While that has contributed to falling home prices, it has also made it tougher for people to buy homes — especially as families also deal with rising costs for food, gas and other necessities. 

“That’s a lot more money you have to pay out every month, between a 3 percent interest rate and a 7 percent interest rate. It’s a significant chunk of change you have to pay out, even when the housing prices go down,” said Dennis Shea, the executive director of the J. Ronald Terwilliger Center for Housing Policy at the Bipartisan Policy Center.

Though mortgage rates are up over the last year, they have been falling in recent weeks, and the Mortgage Bankers Association predicts 30-year mortgage rates will drop to around 5.2 percent by the end of 2023. Other forecasters like Redfin and are also predicting that mortgage rates will likely fall slightly.

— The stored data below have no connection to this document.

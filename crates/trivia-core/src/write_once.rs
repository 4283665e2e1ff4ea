//! Fields that may be assigned at most once.

use crate::error::ValidationError;

/// An optional value that can be set once and never overwritten.
///
/// Used for record identities, timestamps and classifiers such as a user's
/// name or a game's winner. Assigning a different value fails instead of
/// silently replacing the first one.
#[derive(Debug, Clone, PartialEq, Eq)]
pub struct WriteOnce<T> {
    field: &'static str,
    value: Option<T>,
}

impl<T> WriteOnce<T> {
    /// Creates an unassigned field.
    #[must_use]
    pub const fn unset(field: &'static str) -> Self {
        Self { field, value: None }
    }

    /// Creates a field that is already assigned.
    #[must_use]
    pub const fn with_value(field: &'static str, value: T) -> Self {
        Self {
            field,
            value: Some(value),
        }
    }

    /// Creates a field from an optional stored value.
    #[must_use]
    pub fn restore(field: &'static str, value: Option<T>) -> Self {
        Self { field, value }
    }

    /// Returns the value, if assigned.
    #[must_use]
    pub fn get(&self) -> Option<&T> {
        self.value.as_ref()
    }

    /// Returns whether a value has been assigned.
    #[must_use]
    pub fn is_set(&self) -> bool {
        self.value.is_some()
    }

    /// Name of the field, for error messages.
    #[must_use]
    pub fn field(&self) -> &'static str {
        self.field
    }
}

impl<T: PartialEq> WriteOnce<T> {
    /// Assigns the value. Assigning the value already held is a no-op.
    ///
    /// # Errors
    ///
    /// Returns `ValidationError::AlreadyAssigned` if a different value is
    /// already present.
    pub fn set(&mut self, value: T) -> Result<(), ValidationError> {
        match &self.value {
            Some(current) if *current == value => Ok(()),
            Some(_) => Err(ValidationError::AlreadyAssigned { field: self.field }),
            None => {
                self.value = Some(value);
                Ok(())
            }
        }
    }
}

impl<T: Copy> WriteOnce<T> {
    /// Returns a copy of the value, if assigned.
    #[must_use]
    pub fn value(&self) -> Option<T> {
        self.value
    }
}

#[cfg(test)]
mod tests {
    use super::*;

    #[test]
    fn test_second_assignment_fails_and_keeps_first_value() {
        let mut name = WriteOnce::unset("name");
        name.set("Ann".to_owned()).unwrap();

        let result = name.set("Bob".to_owned());

        assert_eq!(
            result,
            Err(ValidationError::AlreadyAssigned { field: "name" })
        );
        assert_eq!(name.get().map(String::as_str), Some("Ann"));
    }

    #[test]
    fn test_assigning_the_held_value_again_is_accepted() {
        let mut winner = WriteOnce::with_value("winner", 7_u32);

        winner.set(7).unwrap();

        assert_eq!(winner.value(), Some(7));
        assert_eq!(
            winner.set(8),
            Err(ValidationError::AlreadyAssigned { field: "winner" })
        );
    }

    #[test]
    fn test_restored_none_can_be_assigned_later() {
        let mut winner: WriteOnce<u32> = WriteOnce::restore("winner", None);
        assert!(!winner.is_set());

        winner.set(3).unwrap();

        assert_eq!(winner.value(), Some(3));
    }

    #[test]
    fn test_independent_owners_do_not_share_state() {
        let mut first: WriteOnce<u8> = WriteOnce::unset("id");
        let second: WriteOnce<u8> = WriteOnce::unset("id");

        first.set(1).unwrap();

        assert!(first.is_set());
        assert!(!second.is_set());
    }
}
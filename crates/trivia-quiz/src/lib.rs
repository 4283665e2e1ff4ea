//! Trivia quiz bounded context.
//!
//! Responsible for players, games and questions as stored records, the
//! lockstep question/answer state machine of a quiz session, and rotation
//! of questions nobody in the session has seen yet.

pub mod application;
pub mod domain;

Fed Chairman Jerome Powell has also indicated that the central bank will scale back on its interest rate increases, which could help settle the market. 

Still, for many people trying to buy a home, the mortgage payment will be daunting. 

“Right now, you see home prices declining … so you’ll probably continue to see that going forward. But affordability is still a major, major problem,” said Shea. “Wages have not kept pace with the housing market. Over the past year, you see mortgage rates have gone up dramatically, and that has priced many buyers out of the market.”